Exercise objective:
Once you find the line that contains "let mut leads: Vec<Lead>" in the entries below, give it again along with every following line, unchanged, through the final one.
-*-*-
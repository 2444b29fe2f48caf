//! Mapping of submission failures to HTTP responses.
//!
//! | failure | status | non-field message |
//! |---|---|---|
//! | field validation | 200 | none (errors shown per field) |
//! | captcha rejected | 200 | "confirm you are not a robot" |
//! | captcha unavailable | 503 | "temporarily unavailable" |
//! | transient storage | 503 | "temporarily unavailable" |
//! | permanent storage | 500 | "could not save" |

use axum::http::StatusCode;

use crate::integrations::CaptchaError;
use crate::lead::SubmitError;

pub const NOT_FOUND_BODY: &str = "Страница не найдена";
pub const MSG_CAPTCHA_REJECTED: &str = "Подтвердите, что вы не робот.";
pub const MSG_TEMPORARILY_UNAVAILABLE: &str = "Сервис временно недоступен. Попробуйте позже.";
pub const MSG_SAVE_FAILED: &str = "Не удалось сохранить сообщение.";

/// Status code and optional non-field message for a failed submission.
pub fn failure(err: &SubmitError) -> (StatusCode, Option<&'static str>) {
    match err {
        SubmitError::Invalid(_) => (StatusCode::OK, None),
        SubmitError::Captcha(CaptchaError::Rejected(_)) => {
            (StatusCode::OK, Some(MSG_CAPTCHA_REJECTED))
        }
        SubmitError::Captcha(CaptchaError::Unavailable(_)) => {
            (StatusCode::SERVICE_UNAVAILABLE, Some(MSG_TEMPORARILY_UNAVAILABLE))
        }
        SubmitError::Storage(e) if e.is_transient() => {
            (StatusCode::SERVICE_UNAVAILABLE, Some(MSG_TEMPORARILY_UNAVAILABLE))
        }
        SubmitError::Storage(_) => (StatusCode::INTERNAL_SERVER_ERROR, Some(MSG_SAVE_FAILED)),
    }
}
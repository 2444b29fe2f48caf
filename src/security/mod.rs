//! Security subsystem.
//!
//! # Data Flow
//! ```text
//! Incoming request:
//!     → limits.rs (reject oversized bodies with 413)
//!     → handlers
//! Outgoing response:
//!     → headers.rs (frame, sniffing and referrer policies)
//! ```

pub mod headers;
pub mod limits;
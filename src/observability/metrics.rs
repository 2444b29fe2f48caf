//! Metrics collection and exposition.
//!
//! # Metrics
//! - `lendpage_requests_total` (counter): requests by method, status
//! - `lendpage_request_duration_seconds` (histogram): latency distribution
//! - `lendpage_submissions_total` (counter): form submissions by outcome
//!
//! Outcomes: `created`, `invalid`, `captcha_rejected`, `captcha_unavailable`,
//! `storage_transient`, `storage_permanent`.

use std::net::SocketAddr;
use std::time::Instant;

use axum::{body::Body, http::Request, middleware::Next, response::Response};
use metrics::{counter, histogram};
use metrics_exporter_prometheus::{BuildError, PrometheusBuilder};

/// Install the Prometheus recorder and its scrape listener.
pub fn init_metrics(addr: SocketAddr) -> Result<(), BuildError> {
    PrometheusBuilder::new().with_http_listener(addr).install()?;
    tracing::info!(address = %addr, "Metrics exporter listening");
    Ok(())
}

/// Record a completed HTTP request.
pub fn record_request(method: &str, status: u16, start_time: Instant) {
    let status = status.to_string();
    counter!(
        "lendpage_requests_total",
        "method" => method.to_string(),
        "status" => status.clone()
    )
    .increment(1);
    histogram!(
        "lendpage_request_duration_seconds",
        "method" => method.to_string(),
        "status" => status
    )
    .record(start_time.elapsed().as_secs_f64());
}

/// Record the outcome of a form submission.
pub fn record_submission(outcome: &'static str) {
    counter!("lendpage_submissions_total", "outcome" => outcome).increment(1);
}

/// Middleware recording request count and latency.
pub async fn track_requests(request: Request<Body>, next: Next) -> Response {
    let start_time = Instant::now();
    let method = request.method().to_string();
    let response = next.run(request).await;
    record_request(&method, response.status().as_u16(), start_time);
    response
}
//! Shared utilities for integration tests.

#![allow(dead_code)]

use std::collections::HashMap;
use std::net::SocketAddr;
use std::sync::Arc;

use async_trait::async_trait;
use axum::{routing::post, Form, Json, Router};
use axum::http::StatusCode;
use tokio::net::TcpListener;

use lendpage::config::AppConfig;
use lendpage::http::HttpServer;
use lendpage::lead::{Lead, LeadService, NewLead};
use lendpage::lifecycle::Shutdown;
use lendpage::storage::{LeadStore, StorageError};

/// A server running on an ephemeral port.
pub struct TestServer {
    pub addr: SocketAddr,
    pub shutdown: Shutdown,
}

impl TestServer {
    pub fn url(&self, path: &str) -> String {
        format!("http://{}{}", self.addr, path)
    }
}

impl Drop for TestServer {
    fn drop(&mut self) {
        self.shutdown.trigger();
    }
}

/// Start the landing page on 127.0.0.1 with the given service.
pub async fn spawn_server(config: AppConfig, service: LeadService) -> TestServer {
    spawn(HttpServer::new(config, service)).await
}

/// Serve an already assembled server on 127.0.0.1.
pub async fn spawn(server: HttpServer) -> TestServer {
    let listener = TcpListener::bind("127.0.0.1:0").await.unwrap();
    let addr = listener.local_addr().unwrap();

    let shutdown = Shutdown::new();
    let rx = shutdown.subscribe();
    tokio::spawn(async move {
        server.run(listener, rx).await.unwrap();
    });

    TestServer { addr, shutdown }
}

pub fn client() -> reqwest::Client {
    reqwest::Client::builder()
        .redirect(reqwest::redirect::Policy::none())
        .build()
        .unwrap()
}

pub fn valid_form() -> Vec<(&'static str, &'static str)> {
    vec![
        ("name", "Ivan"),
        ("email", "ivan@example.com"),
        ("message", "Hello"),
    ]
}

/// Store whose writes always fail with the error produced by `make_error`.
pub struct FailingStore {
    make_error: fn() -> StorageError,
}

impl FailingStore {
    pub fn transient() -> Self {
        Self {
            make_error: || StorageError::Unavailable("pool timed out".into()),
        }
    }

    pub fn permanent() -> Self {
        Self {
            make_error: || StorageError::Backend("no such table: leads".into()),
        }
    }
}

#[async_trait]
impl LeadStore for FailingStore {
    async fn create(&self, _lead: NewLead) -> Result<Lead, StorageError> {
        Err((self.make_error)())
    }

    async fn list(&self) -> Result<Vec<Lead>, StorageError> {
        Ok(Vec::new())
    }
}

pub fn failing_service(store: FailingStore) -> LeadService {
    LeadService::new(Arc::new(store))
}

/// Start a fake `siteverify` endpoint.
///
/// Token `pass` verifies, `down` answers 500, anything else is refused.
pub async fn start_mock_recaptcha() -> SocketAddr {
    async fn verify(
        Form(params): Form<HashMap<String, String>>,
    ) -> (StatusCode, Json<serde_json::Value>) {
        match params.get("response").map(String::as_str) {
            Some("pass") => (
                StatusCode::OK,
                Json(serde_json::json!({"success": true, "hostname": "localhost"})),
            ),
            Some("down") => (
                StatusCode::INTERNAL_SERVER_ERROR,
                Json(serde_json::json!({})),
            ),
            _ => (
                StatusCode::OK,
                Json(serde_json::json!({
                    "success": false,
                    "error-codes": ["invalid-input-response"]
                })),
            ),
        }
    }

    let listener = TcpListener::bind("127.0.0.1:0").await.unwrap();
    let addr = listener.local_addr().unwrap();
    let app = Router::new().route("/siteverify", post(verify));
    tokio::spawn(async move {
        axum::serve(listener, app).await.unwrap();
    });
    addr
}
//! In-memory lead store.

use std::sync::Arc;

use async_trait::async_trait;
use dashmap::DashMap;
use uuid::Uuid;

use crate::lead::{Lead, NewLead};
use crate::storage::{LeadStore, StorageError};

/// A thread-safe, process-local lead store.
///
/// Clones share the same underlying map.
#[derive(Clone, Default)]
pub struct MemoryStore {
    inner: Arc<DashMap<Uuid, Lead>>,
}

impl MemoryStore {
    pub fn new() -> Self {
        Self::default()
    }

    pub fn len(&self) -> usize {
        self.inner.len()
    }

    pub fn is_empty(&self) -> bool {
        self.inner.is_empty()
    }
}

#[async_trait]
impl LeadStore for MemoryStore {
    async fn create(&self, lead: NewLead) -> Result<Lead, StorageError> {
        let lead = lead.into_lead();
        self.inner.insert(lead.id, lead.clone());
        tracing::debug!(lead_id = %lead.id, total = self.inner.len(), "Lead stored in memory");
        Ok(lead)
    }

    async fn list(&self) -> Result<Vec<Lead>, StorageError> {
        let mut leads: Vec<Lead> = self.inner.iter().map(|r| r.value().clone()).collect();
        leads.sort_by(|a, b| a.created_at.cmp(&b.created_at).then(a.id.cmp(&b.id)));
        Ok(leads)
    }
}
-*-*-
Output below:
        let mut leads: Vec<Lead> = self.inner.iter().map(|r| r.value().clone()).collect();
        leads.sort_by(|a, b| a.created_at.cmp(&b.created_at).then(a.id.cmp(&b.id)));
        Ok(leads)
    }
}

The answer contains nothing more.